Renseignement français: les techniques de captation de données en hausse de 136 % en 4 ans

La Commission nationale de contrôle des techniques de renseignement (CNCTR) a publié son rapport d’activité 2024, son neuvième depuis sa création. L’autorité administrative indépendante, chargée de superviser l’usage des techniques de surveillance par les services de renseignement français, y constate une progression de 136 % du recours au recueil et à la captation de données informatiques (RDI) entre 2020 et 2024.

Une technique encadrée mais en forte hausse

Cette technique, prévue par l’article L. 853-2 du code de la sécurité intérieure, permet aux services d’accéder directement aux données stockées ou échangées sur les équipements visés : ordinateurs, téléphones, messageries.

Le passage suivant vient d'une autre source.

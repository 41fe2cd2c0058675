use crate::queries::QueryFamily;

/// Failures that can abort a metrics run.
///
/// Every variant is fatal: a run either completes and exports a report, or stops at the
/// first error with a message naming the stage that failed.
#[derive(Debug, thiserror::Error)]
pub enum Error {
    /// Upstream version metadata or local configuration is unusable.
    #[error("configuration error: {0}")]
    Configuration(String),

    /// The bugzilla API key was not supplied.
    #[error("{variable} is empty, please export your bugzilla API key")]
    MissingCredential { variable: &'static str },

    /// A query subtype name matched none of the known subtypes for its family.
    #[error("unknown {family} query type '{subtype}'")]
    InvalidSubtype { family: QueryFamily, subtype: String },

    /// A request could not be sent, or the service answered with a non-success status.
    #[error("request to {service} failed")]
    Network {
        service: &'static str,
        #[source]
        source: reqwest::Error,
    },

    /// A service answered, but not with the document shape we expect.
    #[error("unexpected response from {service}: {reason}")]
    UnexpectedResponse { service: &'static str, reason: String },

    /// A derived ratio was requested while its denominator is zero.
    #[error("cannot compute '{metric}': '{denominator}' is zero")]
    DivisionByZero { metric: &'static str, denominator: &'static str },

    /// A derived ratio was requested before one of its inputs was collected.
    #[error("cannot compute '{metric}': '{dependency}' has not been collected")]
    MissingCount { metric: &'static str, dependency: &'static str },

    /// The report could not be written.
    #[error("unable to write the report")]
    Export(#[source] Box<dyn core::error::Error + Send + Sync>),
}

impl Error {
    pub(crate) fn configuration(message: impl Into<String>) -> Self {
        Self::Configuration(message.into())
    }

    pub(crate) fn export(source: impl Into<Box<dyn core::error::Error + Send + Sync>>) -> Self {
        Self::Export(source.into())
    }
}
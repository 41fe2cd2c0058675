//! Resolution of the Thunderbird versions currently in flight
//!
//! Every query this tool issues is parametrized by version strings that are derived from
//! a single upstream document, `thunderbird_versions.json`. This module turns that document
//! into a validated [`VersionMetadata`] snapshot and then into one [`VersionSet`] per
//! [`Channel`].
//!
//! # Implementation Model
//!
//! Only the leading numeric component of each upstream version matters for the
//! derivation, so [`VersionMetadata`] parses and stores it up front. A missing field or an
//! unparseable major version is a configuration error surfaced before any query runs.
//!
//! [`VersionResolver`] is a pure function of the metadata, the ESR line in use, and the
//! channel's "include previous major line" toggle:
//!
//! - **status**: `esr<E>` followed by every major from `E` through the nightly major
//! - **daily**: the nightly version, optionally the previous `<N>.0a1`
//! - **beta**: `<B>.0b1` through `<B>.0b6`, optionally the same for `B - 1`
//! - **release**: `<R>.0` and three dot releases, optionally the same for `R - 1`

mod channel;
mod metadata;
mod resolver;
mod version_set;

pub use channel::Channel;
pub use metadata::{ProductVersion, VersionMetadata, major_component};
pub use resolver::{EsrLine, VersionResolver};
pub use version_set::VersionSet;
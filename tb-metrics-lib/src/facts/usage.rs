use super::http;
use crate::error::Error;
use crate::versions::{VersionSet, major_component};
use chrono::NaiveDate;
use reqwest::Client;
use serde::Deserialize;
use std::collections::BTreeMap;

const LOG_TARGET: &str = "     usage";
const SERVICE: &str = "usage-stats";

/// Installation counts for one day.
#[derive(Debug, Clone, Default, Deserialize, PartialEq, Eq)]
pub struct UsageDay {
    /// Installations across all versions
    pub count: u64,

    /// Installations per reported version string
    #[serde(default)]
    pub versions: BTreeMap<String, u64>,
}

impl UsageDay {
    /// Installations of one version, zero if it was not reported.
    #[must_use]
    pub fn version_count(&self, version: &str) -> u64 {
        self.versions.get(version).copied().unwrap_or(0)
    }

    /// Sum of the installations of `versions`; unreported versions contribute zero.
    pub fn sum_versions<'a>(&self, versions: impl IntoIterator<Item = &'a str>) -> u64 {
        versions.into_iter().map(|v| self.version_count(v)).sum()
    }

    /// Installations of the beta line.
    ///
    /// The usage service reports beta builds under the `<major>.0` key of their line, so the
    /// first beta version's line stands for the whole channel.
    #[must_use]
    pub fn beta_count(&self, betas: &VersionSet) -> u64 {
        betas
            .first()
            .and_then(|first| first.split('b').next())
            .map_or(0, |line| self.version_count(line))
    }

    /// Installations of stable versions whose major is at most `cutoff`.
    #[must_use]
    pub fn legacy_esr_count(&self, cutoff: u32) -> u64 {
        self.versions
            .iter()
            .filter(|(version, _)| is_stable(version))
            .filter(|(version, _)| major_component(version).is_some_and(|major| major <= cutoff))
            .map(|(_, count)| count)
            .sum()
    }

    /// Stable versions reported for `major`, in version order.
    #[must_use]
    pub fn stable_versions_of(&self, major: u32) -> Vec<String> {
        let mut versions: Vec<String> = self
            .versions
            .keys()
            .filter(|version| is_stable(version) && major_component(version) == Some(major))
            .cloned()
            .collect();

        versions.sort_by_key(|v| numeric_key(v));
        versions
    }
}

/// The usage statistics document, keyed by `YYYY-MM-DD`.
#[derive(Debug, Clone, Default, Deserialize, PartialEq, Eq)]
#[serde(transparent)]
pub struct UsageDocument {
    days: BTreeMap<String, UsageDay>,
}

impl UsageDocument {
    /// Parse the document from its JSON text.
    ///
    /// # Errors
    ///
    /// Returns [`Error::UnexpectedResponse`] if the text is not a usage document.
    pub fn from_json(text: &str) -> Result<Self, Error> {
        serde_json::from_str(text).map_err(|e| Error::UnexpectedResponse {
            service: SERVICE,
            reason: e.to_string(),
        })
    }

    /// Counts for `date`.
    ///
    /// # Errors
    ///
    /// Returns [`Error::UnexpectedResponse`] if the document has no entry for `date`.
    pub fn day(&self, date: NaiveDate) -> Result<&UsageDay, Error> {
        let key = date.format("%Y-%m-%d").to_string();
        self.days.get(&key).ok_or_else(|| Error::UnexpectedResponse {
            service: SERVICE,
            reason: format!("no usage data for {key}"),
        })
    }

    /// Counts for the most recent date in the document.
    #[must_use]
    pub fn latest_day(&self) -> Option<&UsageDay> {
        self.days.values().next_back()
    }
}

/// The ESR versions in use, discovered from the usage document.
#[derive(Debug, Clone, Default, PartialEq, Eq)]
pub struct EsrVersions {
    /// Every stable version of the ESR major
    pub all: Vec<String>,

    /// The versions of the newest `major.minor` line
    pub current: Vec<String>,
}

impl EsrVersions {
    /// Discover the stable versions of `major` reported on `day`.
    #[must_use]
    pub fn discover(day: &UsageDay, major: u32) -> Self {
        let all = day.stable_versions_of(major);

        let newest_line = all.iter().filter_map(|v| minor_line(v)).max();
        let current = newest_line.map_or_else(Vec::new, |line| {
            all.iter().filter(|v| minor_line(v) == Some(line)).cloned().collect()
        });

        Self { all, current }
    }

    /// The current versions as crash-stats names them.
    #[must_use]
    pub fn crash_stats_versions(&self) -> VersionSet {
        self.current.iter().map(|v| format!("{v}esr")).collect()
    }
}

/// Fetch the usage statistics document.
pub async fn fetch_document(client: &Client, url: &str) -> Result<UsageDocument, Error> {
    log::info!(target: LOG_TARGET, "Fetching usage statistics from {url}");

    let text = http::get_text(SERVICE, client.get(url)).await?;
    UsageDocument::from_json(&text)
}

/// Alpha and beta builds carry an `a` or `b` in their version string.
fn is_stable(version: &str) -> bool {
    version.contains('.') && !version.contains(['a', 'b'])
}

fn numeric_key(version: &str) -> Vec<u32> {
    version.split('.').map(|part| part.parse().unwrap_or(0)).collect()
}

fn minor_line(version: &str) -> Option<(u32, u32)> {
    let mut parts = version.split('.');
    let major = parts.next()?.parse().ok()?;
    let minor = parts.next()?.parse().ok()?;
    Some((major, minor))
}

#[cfg(test)]
mod tests {
    use super::*;

    const DOCUMENT: &str = r#"{
        "2025-01-13": {"count": 90, "versions": {"128.5.0": 10}},
        "2025-01-14": {
            "count": 1000,
            "versions": {
                "136.0a1": 20,
                "135.0": 30,
                "135.0b2": 5,
                "134.0": 200,
                "134.0.1": 100,
                "128.5.0": 40,
                "128.5.2": 60,
                "128.10.0": 15,
                "128.10.1": 5,
                "115.18.0": 25,
                "102.15.1": 5,
                "weird": 1
            }
        }
    }"#;

    fn document() -> UsageDocument {
        UsageDocument::from_json(DOCUMENT).unwrap()
    }

    fn date(day: u32) -> NaiveDate {
        NaiveDate::from_ymd_opt(2025, 1, day).unwrap()
    }

    #[test]
    fn test_day_lookup() {
        let doc = document();
        assert_eq!(doc.day(date(14)).unwrap().count, 1000);

        let err = doc.day(date(15)).unwrap_err();
        assert!(matches!(err, Error::UnexpectedResponse { ref reason, .. } if reason.contains("2025-01-15")));
    }

    #[test]
    fn test_sum_versions_treats_absent_as_zero() {
        let doc = document();
        let day = doc.day(date(14)).unwrap();
        assert_eq!(day.sum_versions(["134.0", "134.0.1", "134.0.2", "134.0.3"]), 300);
        assert_eq!(day.sum_versions(["133.0"]), 0);
    }

    #[test]
    fn test_beta_count_uses_line_key() {
        let doc = document();
        let day = doc.day(date(14)).unwrap();
        let betas: VersionSet = ["135.0b1", "135.0b2"].into_iter().collect();
        assert_eq!(day.beta_count(&betas), 30);
        assert_eq!(day.beta_count(&VersionSet::new()), 0);
    }

    #[test]
    fn test_legacy_esr_count() {
        let doc = document();
        let day = doc.day(date(14)).unwrap();
        assert_eq!(day.legacy_esr_count(115), 30);
        assert_eq!(day.legacy_esr_count(102), 5);
    }

    #[test]
    fn test_esr_discovery() {
        let doc = document();
        let esr = EsrVersions::discover(doc.latest_day().unwrap(), 128);

        assert_eq!(esr.all, ["128.5.0", "128.5.2", "128.10.0", "128.10.1"]);
        assert_eq!(esr.current, ["128.10.0", "128.10.1"]);
        assert_eq!(esr.crash_stats_versions().to_string(), "128.10.0esr, 128.10.1esr");
    }

    #[test]
    fn test_esr_discovery_without_versions() {
        let esr = EsrVersions::discover(&UsageDay::default(), 140);
        assert!(esr.all.is_empty());
        assert!(esr.current.is_empty());
        assert!(esr.crash_stats_versions().is_empty());
    }

    #[test]
    fn test_latest_day() {
        assert_eq!(document().latest_day().map(|d| d.count), Some(1000));
        assert!(UsageDocument::default().latest_day().is_none());
    }

    #[test]
    fn test_malformed_document() {
        assert!(matches!(UsageDocument::from_json("[]"), Err(Error::UnexpectedResponse { .. })));
    }
}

Son fonctionnement diffère des interceptions de sécurité traditionnelles : ces dernières passent par le Groupement interministériel de contrôle, placé sous l’autorité du Premier ministre, alors que le RDI est déployé sans cet intermédiaire, directement par les agents des services qui en font la demande.

Une accélération sur quatre ans

Le nombre de demandes de RDI a augmenté de 13,4 % en 2022, puis de 5,5 % en 2023, avant de bondir de 27 % en 2024 par rapport à l’année précédente. Pour la CNCTR, ces chiffres traduisent un changement durable dans les pratiques des services, qui se heurtent de plus en plus aux limites des interceptions classiques face aux communications chiffrées.

Le nombre total de demandes de techniques de renseignement, toutes catégories confondues, n’a augmenté que de 3 % en 2024, pour atteindre 98 883 demandes. Le nombre de personnes effectivement surveillées s’est stabilisé à 24 308 en 2024, en hausse de seulement 0,4 % par rapport à 2023, un niveau quasi identique malgré l’organisation des Jeux olympiques et paralympiques à Paris.

Un cadre légal modifié en 2025

La loi du 13 juin 2025 visant à sortir la France du piège du narcotrafic, adoptée définitivement le 29 avril 2025, a modifié plusieurs dispositions applicables aux services de renseignement. Son article 17 a aligné la durée d’autorisation pour s’introduire dans un lieu privé afin d’installer un dispositif technique sur la durée de mise en œuvre de la technique elle-même, doublant de fait cette durée d’autorisation. Le même texte a assoupli les conditions de transmission d’informations entre les services dits du premier cercle et ceux du second cercle, comme la police ou la gendarmerie.

La CNCTR continue de relever des irrégularités dans la mise en œuvre des techniques de renseignement, même si elle reconnaît des progrès dans l’appropriation du cadre légal par les agents. Le taux d’avis défavorables rendus par la commission reste stable, autour de 1,3 % des demandes hors données de connexion.

L’organisation des Jeux olympiques, combinée à des tensions sur les effectifs de la commission, a entraîné une baisse de 9 % du nombre de contrôles réalisés par la CNCTR en 2024, ramenés à 123 contre 136 l’année précédente. Une partie de ces contrôles a néanmoins été menée selon de nouvelles modalités à distance.